* **Aim of the exercise**: Are you able to retype all the records below exactly?

* **Provided records**:
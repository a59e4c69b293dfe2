//! The job record: one story request, serialized as `{request_id}.json`.
//!
//! Fields appended on completion or failure are optional and skipped when
//! unset, so a completed job without narration has no `audio_file` key.

use chrono::{Local, NaiveDateTime};
use serde::{Deserialize, Serialize};
use uuid::Uuid;

pub const SCHEMA_VERSION: u32 = 1;

/// Informational only. The directory holding the file is authoritative.
#[derive(Debug, Clone, Copy, PartialEq, Eq, Serialize, Deserialize)]
#[serde(rename_all = "lowercase")]
pub enum JobStatus {
    Pending,
    Completed,
    Error,
}

#[derive(Debug, Clone, PartialEq, Serialize, Deserialize)]
pub struct StoryParameters {
    pub theme: String,
    #[serde(default)]
    pub theme_description: String,
    pub age_range: String,
    #[serde(default = "default_language")]
    pub language: String,
    #[serde(default = "default_length")]
    pub length: String,
    #[serde(default = "default_max_tokens")]
    pub max_tokens: u32,
    #[serde(default = "default_title")]
    pub title: String,
    #[serde(default)]
    pub characters: String,
    #[serde(default)]
    pub story_about: String,
    #[serde(default, skip_serializing_if = "Option::is_none")]
    pub lesson: Option<String>,
    #[serde(default = "default_ai_model")]
    pub ai_model: String,
    #[serde(default)]
    pub enable_audio: bool,
    /// `None` defers to the owner's account-level default.
    #[serde(default, skip_serializing_if = "Option::is_none")]
    pub is_private: Option<bool>,
}

fn default_language() -> String {
    "en".to_string()
}

fn default_length() -> String {
    "medium".to_string()
}

fn default_max_tokens() -> u32 {
    crate::config::DEFAULT_MAX_TOKENS
}

fn default_title() -> String {
    "My Story".to_string()
}

fn default_ai_model() -> String {
    "openai/gpt-3.5-turbo".to_string()
}

#[derive(Debug, Clone, PartialEq, Serialize, Deserialize)]
pub struct Prompts {
    pub system_prompt: String,
    pub user_message: String,
}

#[derive(Debug, Clone, PartialEq, Serialize, Deserialize)]
pub struct AiInfo {
    pub provider: String,
    pub model: String,
    #[serde(default, skip_serializing_if = "Option::is_none")]
    pub prompt_tokens: Option<u32>,
    #[serde(default, skip_serializing_if = "Option::is_none")]
    pub completion_tokens: Option<u32>,
}

/// Per-stage wall-clock durations in seconds.
#[derive(Debug, Clone, Default, PartialEq, Serialize, Deserialize)]
pub struct Timing {
    pub generation_seconds: f64,
    #[serde(default, skip_serializing_if = "Option::is_none")]
    pub audio_seconds: Option<f64>,
    pub render_seconds: f64,
    pub total_processing_seconds: f64,
}

#[derive(Debug, Clone, PartialEq, Serialize, Deserialize)]
pub struct JobRecord {
    #[serde(default = "legacy_schema_version")]
    pub schema_version: u32,
    pub request_id: Uuid,
    pub timestamp: NaiveDateTime,
    #[serde(default, skip_serializing_if = "Option::is_none")]
    pub user_id: Option<i64>,
    #[serde(default, skip_serializing_if = "Option::is_none")]
    pub username: Option<String>,
    #[serde(default, skip_serializing_if = "Option::is_none")]
    pub email: Option<String>,
    pub parameters: StoryParameters,
    pub prompts: Prompts,
    pub status: JobStatus,
    #[serde(default = "default_backend")]
    pub backend: String,

    #[serde(default, skip_serializing_if = "Option::is_none")]
    pub completed_at: Option<NaiveDateTime>,
    #[serde(default, skip_serializing_if = "Option::is_none")]
    pub output_file: Option<String>,
    #[serde(default, skip_serializing_if = "Option::is_none")]
    pub audio_file: Option<String>,
    #[serde(default, skip_serializing_if = "Option::is_none")]
    pub ai_info: Option<AiInfo>,
    #[serde(default, skip_serializing_if = "Option::is_none")]
    pub timing: Option<Timing>,

    #[serde(default, skip_serializing_if = "Option::is_none")]
    pub error: Option<String>,
    #[serde(default, skip_serializing_if = "Option::is_none")]
    pub error_type: Option<String>,
    #[serde(default, skip_serializing_if = "Option::is_none")]
    pub error_detail: Option<String>,
    #[serde(default, skip_serializing_if = "Option::is_none")]
    pub error_time: Option<NaiveDateTime>,
    #[serde(default, skip_serializing_if = "Option::is_none")]
    pub original_request: Option<serde_json::Value>,
}

fn legacy_schema_version() -> u32 {
    SCHEMA_VERSION
}

fn default_backend() -> String {
    "openai".to_string()
}

/// What went wrong with a job, as stored in `error/{request_id}.json`.
#[derive(Debug, Clone, PartialEq, Eq)]
pub struct JobFailure {
    pub error: String,
    pub error_type: String,
    pub error_detail: String,
}

impl JobRecord {
    /// A fresh `pending` record with a newly generated id.
    pub fn pending(parameters: StoryParameters, prompts: Prompts, backend: &str) -> Self {
        Self {
            schema_version: SCHEMA_VERSION,
            request_id: Uuid::new_v4(),
            timestamp: Local::now().naive_local(),
            user_id: None,
            username: None,
            email: None,
            parameters,
            prompts,
            status: JobStatus::Pending,
            backend: backend.to_string(),
            completed_at: None,
            output_file: None,
            audio_file: None,
            ai_info: None,
            timing: None,
            error: None,
            error_type: None,
            error_detail: None,
            error_time: None,
            original_request: None,
        }
    }

    pub fn id(&self) -> String {
        self.request_id.to_string()
    }

    pub fn mark_completed(
        &mut self,
        output_file: String,
        audio_file: Option<String>,
        ai_info: AiInfo,
        timing: Timing,
    ) {
        self.status = JobStatus::Completed;
        self.completed_at = Some(Local::now().naive_local());
        self.output_file = Some(output_file);
        self.audio_file = audio_file;
        self.ai_info = Some(ai_info);
        self.timing = Some(timing);
    }
}

/// Appends failure fields to a raw job document in place.
///
/// Works on raw JSON because the file that failed may not deserialize as a
/// [`JobRecord`] at all. Non-object payloads are wrapped.
pub fn annotate_failure(
    original: serde_json::Value,
    failure: &JobFailure,
    now: NaiveDateTime,
) -> serde_json::Value {
    let snapshot = original.clone();
    let mut doc = match original {
        serde_json::Value::Object(map) => map,
        other => {
            let mut map = serde_json::Map::new();
            map.insert("original_payload".to_string(), other);
            map
        }
    };
    doc.insert("status".into(), serde_json::json!("error"));
    doc.insert("error".into(), serde_json::json!(failure.error));
    doc.insert("error_type".into(), serde_json::json!(failure.error_type));
    doc.insert("error_detail".into(), serde_json::json!(failure.error_detail));
    doc.insert(
        "error_time".into(),
        serde_json::json!(now.format("%Y-%m-%dT%H:%M:%S%.f").to_string()),
    );
    doc.entry("original_request").or_insert(snapshot);
    serde_json::Value::Object(doc)
}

* **Solution to the exercise**:
repository a59e4c69b293dfe2
//! The job record: one story request, serialized as `{request_id}.json`.
//!
//! Fields appended on completion or failure are optional and skipped when
//! unset, so a completed job without narration has no `audio_file` key.

use chrono::{Local, NaiveDateTime};
use serde::{Deserialize, Serialize};
use uuid::Uuid;

pub const SCHEMA_VERSION: u32 = 1;

/// Informational only. The directory holding the file is authoritative.
#[derive(Debug, Clone, Copy, PartialEq, Eq, Serialize, Deserialize)]
#[serde(rename_all = "lowercase")]
pub enum JobStatus {
    Pending,
    Completed,
    Error,
}

#[derive(Debug, Clone, PartialEq, Serialize, Deserialize)]
pub struct StoryParameters {
    pub theme: String,
    #[serde(default)]
    pub theme_description: String,
    pub age_range: String,
    #[serde(default = "default_language")]
    pub language: String,
    #[serde(default = "default_length")]
    pub length: String,
    #[serde(default = "default_max_tokens")]
    pub max_tokens: u32,
    #[serde(default = "default_title")]
    pub title: String,
    #[serde(default)]
    pub characters: String,
    #[serde(default)]
    pub story_about: String,
    #[serde(default, skip_serializing_if = "Option::is_none")]
    pub lesson: Option<String>,
    #[serde(default = "default_ai_model")]
    pub ai_model: String,
    #[serde(default)]
    pub enable_audio: bool,
    /// `None` defers to the owner's account-level default.
    #[serde(default, skip_serializing_if = "Option::is_none")]
    pub is_private: Option<bool>,
}

fn default_language() -> String {
    "en".to_string()
}

fn default_length() -> String {
    "medium".to_string()
}

fn default_max_tokens() -> u32 {
    crate::config::DEFAULT_MAX_TOKENS
}

fn default_title() -> String {
    "My Story".to_string()
}

fn default_ai_model() -> String {
    "openai/gpt-3.5-turbo".to_string()
}

#[derive(Debug, Clone, PartialEq, Serialize, Deserialize)]
pub struct Prompts {
    pub system_prompt: String,
    pub user_message: String,
}

#[derive(Debug, Clone, PartialEq, Serialize, Deserialize)]
pub struct AiInfo {
    pub provider: String,
    pub model: String,
    #[serde(default, skip_serializing_if = "Option::is_none")]
    pub prompt_tokens: Option<u32>,
    #[serde(default, skip_serializing_if = "Option::is_none")]
    pub completion_tokens: Option<u32>,
}

/// Per-stage wall-clock durations in seconds.
#[derive(Debug, Clone, Default, PartialEq, Serialize, Deserialize)]
pub struct Timing {
    pub generation_seconds: f64,
    #[serde(default, skip_serializing_if = "Option::is_none")]
    pub audio_seconds: Option<f64>,
    pub render_seconds: f64,
    pub total_processing_seconds: f64,
}

#[derive(Debug, Clone, PartialEq, Serialize, Deserialize)]
pub struct JobRecord {
    #[serde(default = "legacy_schema_version")]
    pub schema_version: u32,
    pub request_id: Uuid,
    pub timestamp: NaiveDateTime,
    #[serde(default, skip_serializing_if = "Option::is_none")]
    pub user_id: Option<i64>,
    #[serde(default, skip_serializing_if = "Option::is_none")]
    pub username: Option<String>,
    #[serde(default, skip_serializing_if = "Option::is_none")]
    pub email: Option<String>,
    pub parameters: StoryParameters,
    pub prompts: Prompts,
    pub status: JobStatus,
    #[serde(default = "default_backend")]
    pub backend: String,

    #[serde(default, skip_serializing_if = "Option::is_none")]
    pub completed_at: Option<NaiveDateTime>,
    #[serde(default, skip_serializing_if = "Option::is_none")]
    pub output_file: Option<String>,
    #[serde(default, skip_serializing_if = "Option::is_none")]
    pub audio_file: Option<String>,
    #[serde(default, skip_serializing_if = "Option::is_none")]
    pub ai_info: Option<AiInfo>,
    #[serde(default, skip_serializing_if = "Option::is_none")]
    pub timing: Option<Timing>,

    #[serde(default, skip_serializing_if = "Option::is_none")]
    pub error: Option<String>,
    #[serde(default, skip_serializing_if = "Option::is_none")]
    pub error_type: Option<String>,
    #[serde(default, skip_serializing_if = "Option::is_none")]
    pub error_detail: Option<String>,
    #[serde(default, skip_serializing_if = "Option::is_none")]
    pub error_time: Option<NaiveDateTime>,
    #[serde(default, skip_serializing_if = "Option::is_none")]
    pub original_request: Option<serde_json::Value>,
}

fn legacy_schema_version() -> u32 {
    SCHEMA_VERSION
}

fn default_backend() -> String {
    "openai".to_string()
}

/// What went wrong with a job, as stored in `error/{request_id}.json`.
#[derive(Debug, Clone, PartialEq, Eq)]
pub struct JobFailure {
    pub error: String,
    pub error_type: String,
    pub error_detail: String,
}

impl JobRecord {
    /// A fresh `pending` record with a newly generated id.
    pub fn pending(parameters: StoryParameters, prompts: Prompts, backend: &str) -> Self {
        Self {
            schema_version: SCHEMA_VERSION,
            request_id: Uuid::new_v4(),
            timestamp: Local::now().naive_local(),
            user_id: None,
            username: None,
            email: None,
            parameters,
            prompts,
            status: JobStatus::Pending,
            backend: backend.to_string(),
            completed_at: None,
            output_file: None,
            audio_file: None,
            ai_info: None,
            timing: None,
            error: None,
            error_type: None,
            error_detail: None,
            error_time: None,
            original_request: None,
        }
    }

    pub fn id(&self) -> String {
        self.request_id.to_string()
    }

    pub fn mark_completed(
        &mut self,
        output_file: String,
        audio_file: Option<String>,
        ai_info: AiInfo,
        timing: Timing,
    ) {
        self.status = JobStatus::Completed;
        self.completed_at = Some(Local::now().naive_local());
        self.output_file = Some(output_file);
        self.audio_file = audio_file;
        self.ai_info = Some(ai_info);
        self.timing = Some(timing);
    }
}

/// Appends failure fields to a raw job document in place.
///
/// Works on raw JSON because the file that failed may not deserialize as a
/// [`JobRecord`] at all. Non-object payloads are wrapped.
pub fn annotate_failure(
    original: serde_json::Value,
    failure: &JobFailure,
    now: NaiveDateTime,
) -> serde_json::Value {
    let snapshot = original.clone();
    let mut doc = match original {
        serde_json::Value::Object(map) => map,
        other => {
            let mut map = serde_json::Map::new();
            map.insert("original_payload".to_string(), other);
            map
        }
    };
    doc.insert("status".into(), serde_json::json!("error"));
    doc.insert("error".into(), serde_json::json!(failure.error));
    doc.insert("error_type".into(), serde_json::json!(failure.error_type));
    doc.insert("error_detail".into(), serde_json::json!(failure.error_detail));
    doc.insert(
        "error_time".into(),
        serde_json::json!(now.format("%Y-%m-%dT%H:%M:%S%.f").to_string()),
    );
    doc.entry("original_request").or_insert(snapshot);
    serde_json::Value::Object(doc)
}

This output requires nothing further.